- [What you are asked to do]:
Tally the lines of the data below that contain the string "load". Give the tally and nothing else.

'''

//! Flow engine: the bounded detect/execute loop

use std::sync::Arc;

use sharecode_core_types::RunResult;
use tracing::{debug, info, warn, Instrument};

use crate::context::RunContext;
use crate::detector::{Detection, StepDetector};
use crate::diagnostics::{capture_debug, DiagnosticArtifact};
use crate::errors::FlowError;
use crate::step::StepCatalog;

/// Drives one run from the start location to a [`RunResult`].
#[derive(Debug, Clone)]
pub struct FlowEngine {
    catalog: Arc<StepCatalog>,
}

impl FlowEngine {
    pub fn new(catalog: Arc<StepCatalog>) -> Self {
        Self { catalog }
    }

    pub fn catalog(&self) -> &StepCatalog {
        &self.catalog
    }

    /// Navigate to `start_url` and alternate detection and execution until a
    /// step sets the result.
    ///
    /// Step failures propagate unchanged. Closing the surface and capturing
    /// error diagnostics are left to the caller.
    pub async fn run(&self, ctx: &mut RunContext, start_url: &str) -> Result<RunResult, FlowError> {
        let span = ctx.span().clone();
        self.drive(ctx, start_url).instrument(span).await
    }

    async fn drive(&self, ctx: &mut RunContext, start_url: &str) -> Result<RunResult, FlowError> {
        let detector = StepDetector::new(ctx.options.detect_retries);
        let max_steps = ctx.options.max_steps;

        if let Err(err) = tokio::fs::create_dir_all(&ctx.options.output_dir).await {
            warn!(dir = %ctx.options.output_dir.display(), %err, "failed to create output directory");
        }

        info!(%start_url, "navigating to start location");
        ctx.surface.goto(start_url).await?;

        for iteration in 1..=max_steps {
            let detection = detector
                .detect(&self.catalog, ctx.surface.as_ref(), &ctx.wait)
                .await;
            let step = match detection {
                Detection::Matched(step) => step,
                other => {
                    let identity = ctx.surface.current_identity().await;
                    debug!(?other, %identity, "no step matched");
                    let artifact = self.capture(ctx, "unknown-page").await;
                    return Err(FlowError::Detection {
                        message: format!("Unable to detect current page ({identity})"),
                        artifact: artifact.primary(),
                    });
                }
            };

            info!(step = step.id(), iteration, "executing step");
            if ctx.options.capture_steps {
                self.capture(ctx, &format!("step-{}", step.id())).await;
            }

            step.execute(ctx).await?;

            if let Some(result) = ctx.result() {
                info!(share_code = %result.share_code, "run completed");
                return Ok(result.clone());
            }
        }

        Err(FlowError::detection(
            "Exceeded maximum number of steps without completion",
        ))
    }

    /// Best-effort snapshot and markup dump under `<output_dir>/debug`.
    pub async fn capture(&self, ctx: &RunContext, label: &str) -> DiagnosticArtifact {
        capture_debug(ctx.surface(), &ctx.options.debug_dir(), label).await
    }
}

#[cfg(test)]
mod tests {
    use super::*;
    use crate::context::NoCodeProvider;
    use crate::step::Step;
    use action_primitives::testing::{FakeElement, FakePage, ScriptedSurface};
    use action_primitives::{Locator, Surface, TextMatch, WaitPolicy};
    use async_trait::async_trait;
    use sharecode_core_types::{AuthMethod, Credentials, DateOfBirth};
    use std::path::PathBuf;
    use std::sync::atomic::{AtomicUsize, Ordering};

    fn credentials() -> Credentials {
        Credentials {
            auth: AuthMethod::Passport("123456789".into()),
            date_of_birth: DateOfBirth {
                day: 1,
                month: 2,
                year: 1990,
            },
            preferred_two_factor: None,
        }
    }

    fn fast_wait() -> WaitPolicy {
        WaitPolicy {
            poll_interval_ms: 1,
            presence_timeout_ms: 5,
            action_timeout_ms: 20,
        }
    }

    fn context(surface: Arc<ScriptedSurface>, out: &std::path::Path) -> RunContext {
        let mut ctx = RunContext::new(surface, credentials(), Arc::new(NoCodeProvider))
            .with_wait_policy(fast_wait());
        ctx.options.output_dir = out.to_path_buf();
        ctx
    }

    /// Clicks `Next` on `page`; the final page sets the result instead.
    struct PageStep {
        id: &'static str,
        page: &'static str,
        finish: bool,
        executions: AtomicUsize,
    }

    impl PageStep {
        fn new(id: &'static str, page: &'static str, finish: bool) -> Arc<Self> {
            Arc::new(Self {
                id,
                page,
                finish,
                executions: AtomicUsize::new(0),
            })
        }
    }

    #[async_trait]
    impl Step for PageStep {
        fn id(&self) -> &'static str {
            self.id
        }

        async fn detect(&self, surface: &dyn Surface, _wait: &WaitPolicy) -> bool {
            surface.current_identity().await == self.page
        }

        async fn execute(&self, ctx: &mut RunContext) -> Result<(), FlowError> {
            self.executions.fetch_add(1, Ordering::SeqCst);
            if self.finish {
                return ctx.set_result(RunResult {
                    artifact_path: PathBuf::from("share.pdf"),
                    share_code: "ABC DEF GHI".into(),
                    valid_until: None,
                });
            }
            ctx.wait
                .click_when_visible(ctx.surface(), &Locator::button(TextMatch::exact("Next")))
                .await?;
            Ok(())
        }
    }

    fn linked_pages(surface: &ScriptedSurface) {
        surface.add_page(
            FakePage::new("https://t/1")
                .with_element(FakeElement::button("Next").navigates_to("https://t/2")),
        );
        surface.add_page(FakePage::new("https://t/2"));
    }

    #[tokio::test]
    async fn returns_result_and_stops_executing() {
        let dir = tempfile::tempdir().unwrap();
        let surface = Arc::new(ScriptedSurface::new(dir.path()));
        linked_pages(&surface);

        let first = PageStep::new("first", "https://t/1", false);
        let last = PageStep::new("last", "https://t/2", true);
        let catalog = StepCatalog::new(vec![first.clone() as Arc<dyn Step>, last.clone()]).unwrap();
        let engine = FlowEngine::new(Arc::new(catalog));

        let mut ctx = context(surface.clone(), dir.path());
        let result = engine.run(&mut ctx, "https://t/1").await.unwrap();
        assert_eq!(result.share_code, "ABC DEF GHI");
        assert_eq!(first.executions.load(Ordering::SeqCst), 1);
        assert_eq!(last.executions.load(Ordering::SeqCst), 1);
    }

    #[tokio::test]
    async fn unknown_page_fails_detection_with_artifact() {
        let dir = tempfile::tempdir().unwrap();
        let surface = Arc::new(ScriptedSurface::new(dir.path()));
        let catalog = StepCatalog::new(vec![PageStep::new("x", "https://t/x", true) as Arc<dyn Step>])
            .unwrap();
        let engine = FlowEngine::new(Arc::new(catalog));

        let mut ctx = context(surface, dir.path());
        let err = engine.run(&mut ctx, "https://t/nowhere").await.unwrap_err();
        assert_eq!(err.kind(), crate::ErrorKind::Detection);
        let artifact = err.artifact().cloned().unwrap();
        assert!(artifact.ends_with("debug/unknown-page.png"));
        assert!(artifact.exists());
    }

    #[tokio::test]
    async fn step_bound_is_enforced() {
        let dir = tempfile::tempdir().unwrap();
        let surface = Arc::new(ScriptedSurface::new(dir.path()));
        surface.add_page(FakePage::new("https://t/loop").with_element(FakeElement::button("Next")));
        let looping = PageStep::new("loop", "https://t/loop", false);
        let catalog = StepCatalog::new(vec![looping.clone() as Arc<dyn Step>]).unwrap();
        let engine = FlowEngine::new(Arc::new(catalog));

        let mut ctx = context(surface, dir.path());
        ctx.options.max_steps = 4;
        let err = engine.run(&mut ctx, "https://t/loop").await.unwrap_err();
        assert_eq!(err.to_string(), "Exceeded maximum number of steps without completion");
        assert_eq!(looping.executions.load(Ordering::SeqCst), 4);
    }

    #[tokio::test]
    async fn execute_failures_propagate_without_retry() {
        let dir = tempfile::tempdir().unwrap();
        let surface = Arc::new(ScriptedSurface::new(dir.path()));
        surface.add_page(FakePage::new("https://t/1"));
        let broken = PageStep::new("broken", "https://t/1", false);
        let catalog = StepCatalog::new(vec![broken.clone() as Arc<dyn Step>]).unwrap();
        let engine = FlowEngine::new(Arc::new(catalog));

        let mut ctx = context(surface, dir.path());
        let err = engine.run(&mut ctx, "https://t/1").await.unwrap_err();
        assert!(matches!(
            err,
            FlowError::Structural(action_primitives::ActionError::SelectorNotFound(_))
        ));
        assert_eq!(broken.executions.load(Ordering::SeqCst), 1);
    }

    #[tokio::test]
    async fn per_step_capture_writes_labelled_snapshots() {
        let dir = tempfile::tempdir().unwrap();
        let surface = Arc::new(ScriptedSurface::new(dir.path()));
        linked_pages(&surface);
        let catalog = StepCatalog::new(vec![
            PageStep::new("first", "https://t/1", false) as Arc<dyn Step>,
            PageStep::new("last", "https://t/2", true),
        ])
        .unwrap();
        let engine = FlowEngine::new(Arc::new(catalog));

        let mut ctx = context(surface, dir.path());
        ctx.options.capture_steps = true;
        engine.run(&mut ctx, "https://t/1").await.unwrap();
        assert!(dir.path().join("debug/step-first.png").exists());
        assert!(dir.path().join("debug/step-last.html").exists());
    }
}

'''

- [Exercise output]:
4